Campbell accompanied the donation with brief remarks in his trademark style, the unlikely genesis of a master jeweler being the germane case in point: ''Jewelry was probably an odd thing to be attracted to, but it was something that I learned really from my dad when I was a boy. We were very, very poor, and we used to put coins on the railroad tracks, Southern Pacific railroad tracks - we were out in California on the wrong side of the tracks, by the way - and the train would flatten that silver and that's what we would use for our metal.''

Campbell, who is Northern Cheyenne, said that toward the end of his 20-year career in Congress, as politics became more partisan and less cooperative, the artistic visions he used to wake up with had stopped visiting him. But two years into an active retirement, he added, they're beginning to come back - good news for NMAI.

The Creation Pendant is sold through the museum at (800) 242-NMAI, or online at www.AmericanIndian.si.edu/give.

Johnson sponsors wind energy companion bill

On Dec. 19, Sen. Tim Johnson, D-S.D., sponsored a Senate bill identical to H.R. 1954 in the House of Representatives, seeking to provide tribes with a sharable tax credit for renewable energy production. Johnson's co-sponsors of S. 2520 are Sens. Byron Dorgan, D-N.D., and Gordon Smith, R-Ore. ''It wouldn't be better if it were wrapped in a red ribbon,'' said Bob Gough on the eve of the Christmas season.

Rep. Raul Grijalva, D-Ariz., has pushed his bill in the House, where all tax bills must commence. H.R. 1954 is before the House Ways and Means Committee. The Johnson bill, S. 2520, has been referred to the Senate Finance Committee. A bill must pass both chambers in identical form to become law.

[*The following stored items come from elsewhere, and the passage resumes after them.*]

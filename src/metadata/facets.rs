use serde::{Deserialize, Serialize};

/// Optional type facets attached to a primitive type usage.
///
/// Every facet is optional; consumers fall back to their own defaults when a
/// facet is absent (strings are unicode, decimals have precision 18, values
/// are nullable).
#[derive(Debug, Clone, Default, PartialEq, Eq, Hash, Serialize, Deserialize)]
#[serde(default)]
pub struct Facets {
    pub max_length: Option<u32>,
    pub fixed_length: Option<bool>,
    pub unicode: Option<bool>,
    pub precision: Option<u8>,
    pub scale: Option<u8>,
    pub nullable: Option<bool>,
}

impl Facets {
    pub const DEFAULT_DECIMAL_PRECISION: u8 = 18;

    pub fn new() -> Self {
        Self::default()
    }

    pub fn max_length(mut self, len: u32) -> Self {
        self.max_length = Some(len);
        self
    }

    pub fn fixed_length(mut self, fixed: bool) -> Self {
        self.fixed_length = Some(fixed);
        self
    }

    pub fn unicode(mut self, unicode: bool) -> Self {
        self.unicode = Some(unicode);
        self
    }

    pub fn decimal(mut self, precision: u8, scale: u8) -> Self {
        self.precision = Some(precision);
        self.scale = Some(scale);
        self
    }

    pub fn not_null(mut self) -> Self {
        self.nullable = Some(false);
        self
    }

    pub fn is_nullable(&self) -> bool {
        self.nullable.unwrap_or(true)
    }

    pub fn is_unicode(&self) -> bool {
        self.unicode.unwrap_or(true)
    }

    pub fn is_fixed_length(&self) -> bool {
        self.fixed_length.unwrap_or(false)
    }

    pub fn precision_or_default(&self) -> u8 {
        self.precision.unwrap_or(Self::DEFAULT_DECIMAL_PRECISION)
    }
}

#[cfg(test)]
mod tests {
    use super::*;

    #[test]
    fn defaults_apply_when_absent() {
        let f = Facets::new();
        assert!(f.is_nullable());
        assert!(f.is_unicode());
        assert!(!f.is_fixed_length());
        assert_eq!(f.precision_or_default(), 18);
    }

    #[test]
    fn partial_json_fills_missing_facets() {
        let f: Facets = serde_json::from_str(r#"{"max_length": 64, "unicode": false}"#).unwrap();
        assert_eq!(f.max_length, Some(64));
        assert!(!f.is_unicode());
        assert!(f.nullable.is_none());
    }
}
// src/models/score.rs

use serde::{Deserialize, Serialize};
use sqlx::FromRow;

/// Represents the 'scores' table: the score ledger.
/// Exactly one row exists per (user, quiz) pair; re-plays overwrite it.
#[derive(Debug, Clone, FromRow, Serialize, Deserialize)]
pub struct Score {
    pub id: i64,
    pub user_id: i64,
    pub quiz_id: i64,
    pub score: i64,
    pub correct_count: i64,
    pub created_at: Option<chrono::DateTime<chrono::Utc>>,
}

/// Aggregated struct for displaying the leaderboard.
/// Represents a row joined from `users` and `scores`.
#[derive(Debug, Clone, FromRow, Serialize, Deserialize)]
pub struct LeaderboardEntry {
    pub username: String,
    pub score: i64,
    pub created_at: chrono::DateTime<chrono::Utc>,
}

/// One selected option for one question, as submitted by the player.
/// A `multi` question contributes one pair per selected option.
#[derive(Debug, Clone, Copy, PartialEq, Eq, Serialize, Deserialize)]
pub struct SubmittedAnswer {
    pub question_id: i64,
    pub option_id: i64,
}

/// DTO for submitting a completed play-through.
#[derive(Debug, Deserialize)]
pub struct SubmitRequest {
    pub answers: Vec<SubmittedAnswer>,
}

/// Grading result echoed back to the player, together with the current
/// standings for the quiz.
#[derive(Debug, Serialize, Deserialize)]
pub struct SubmitResponse {
    pub score: i64,
    pub correct_count: i64,
    pub total: i64,
    pub leaderboard: Vec<LeaderboardEntry>,
}
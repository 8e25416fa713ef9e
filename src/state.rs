// src/state.rs

use std::sync::Arc;

use axum::extract::FromRef;

use crate::config::Config;
use crate::store::Store;

/// Shared application state. The storage client is an explicit dependency
/// injected here; handlers never touch a global connection handle.
#[derive(Clone)]
pub struct AppState {
    pub store: Arc<dyn Store>,
    pub config: Config,
}

impl FromRef<AppState> for Config {
    fn from_ref(state: &AppState) -> Self {
        state.config.clone()
    }
}
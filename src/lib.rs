// src/lib.rs

pub mod config;
pub mod error;
pub mod handlers;
pub mod models;
pub mod play;
pub mod routes;
pub mod state;
pub mod store;
pub mod utils;

pub use routes::create_router;
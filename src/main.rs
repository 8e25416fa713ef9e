// src/main.rs

use std::net::SocketAddr;
use std::sync::Arc;
use std::time::Duration;

use dotenvy::dotenv;
use sqlx::postgres::PgPoolOptions;
use tracing_subscriber::{EnvFilter, fmt, layer::SubscriberExt, util::SubscriberInitExt};

use quiz_arena::config::Config;
use quiz_arena::routes;
use quiz_arena::state::AppState;
use quiz_arena::store::PgStore;

#[tokio::main]
async fn main() {
    // Load .env file (if present)
    dotenv().ok();

    // Load configuration from environment
    let config = Config::from_env();

    let file_appender = tracing_appender::rolling::daily("logs", "app.log");
    let (non_blocking, _guard) = tracing_appender::non_blocking(file_appender);
    let env_filter = EnvFilter::new(&config.rust_log);
    let stdout_layer = fmt::layer().with_writer(std::io::stdout).with_target(false);
    let file_layer = fmt::layer().with_writer(non_blocking).with_ansi(false);

    // Initialize Tracing (Logging)
    tracing_subscriber::registry()
        .with(env_filter)
        .with(stdout_layer)
        .with(file_layer)
        .init();

    // Initialize Database Pool with Retry
    let mut retry_count = 0;
    let pool = loop {
        match PgPoolOptions::new()
            .max_connections(5)
            .acquire_timeout(Duration::from_secs(3))
            .connect(&config.database_url)
            .await
        {
            Ok(pool) => break pool,
            Err(e) => {
                retry_count += 1;
                if retry_count > 5 {
                    panic!("Failed to connect to database after 5 retries: {}", e);
                }
                tracing::warn!(
                    "Database not ready, retrying in 2s... (Attempt {})",
                    retry_count
                );
                tokio::time::sleep(Duration::from_secs(2)).await;
            }
        }
    };

    tracing::info!("Database connected...");

    // Run Migrations Automatically
    tracing::info!("Running migrations...");
    sqlx::migrate!("./migrations")
        .run(&pool)
        .await
        .expect("Failed to run database migrations");
    tracing::info!("Migrations applied successfully.");

    // Create AppState. The pool's lifecycle belongs here, not to the handlers.
    let state = AppState {
        store: Arc::new(PgStore::new(pool)),
        config: config.clone(),
    };

    // Create the Axum application router
    let app = routes::create_router(state);

    // Bind to the listening address
    let addr = SocketAddr::from(([0, 0, 0, 0], 3000));
    tracing::info!("Listening on {}", addr);

    let listener = tokio::net::TcpListener::bind(addr).await.unwrap();

    // Start the server
    axum::serve(listener, app).await.unwrap();
}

Gough, of Intertribal Council on Utilities Policy in Rosebud, S.D., and Native Wind in Boulder, Colo., said that because tribes are tax-exempt, they can't benefit from the tax credit available under current law as an incentive for renewable energy production. Other renewable energy suppliers automatically lower their prices by 2 cents per kilowatt hour to reflect the value of their tax credit, leaving the price of tribally generated renewable energy 2 cents per kilowatt-hour more expensive from the start. H.R. 1954 and S. 2520 propose changing the Internal Revenue Code to permit tribes to share the tax credit, which they can already possess but not transfer.

Gough anticipates that once the Grijalva-Johnson bill is enacted, tribes with wind energy potential will transfer the entire value of their tax credit for the duration of production to investors, thereby financing the front-end cost of wind tower construction. Initial construction is the biggest cost factor of the wind towers that generate wind energy, he said.

Chief of staff Garland leaves SCIA for Conrad

Senate Committee on Indian Affairs staff director Sara Garland announced in early December that she will leave the committee for the same post with North Dakota Sen. Kent Conrad.

On the committee, she served Sen. Byron Dorgan, also a North Dakota Democrat. Garland said that when the opportunity arose with Conrad, the lure of dealing with people and issues in her home state proved irresistible.

Dorgan has chosen Allison Binney, the committee's general counsel from 2005, to assume Garland's duties. Garland will stay on into January to minimize disruption in the transition.

McSwain nominated as IHS director

President Bush has nominated current acting director Bob McSwain as the IHS director, following Charles W. Grim's unexpected withdrawal from the post in September.

McSwain will fill a large pair of shoes, as the IHS budget increased in every year of Grim's tenure. Grim also oversaw the early stage of a transition in the IHS from acute care to preventive health and disease management.

However, McSwain will not be at a loss. He is a 30-year IHS veteran, and as deputy director from 2005 he has contributed to the identification and definition of agency priorities, policies, strategic directions and budget justifications, according to the agency. A citizen of the North Fork Rancheria of Mono Indians of California, McSwain began his career in Indian health in California in the mid-1970s, joining the IHS in 1976.

Mike Leavitt, secretary of the Department of Health and Human Services (of which IHS is a part), applauded McSwain's commitment to IHS clients and called on the Senate for a swift confirmation.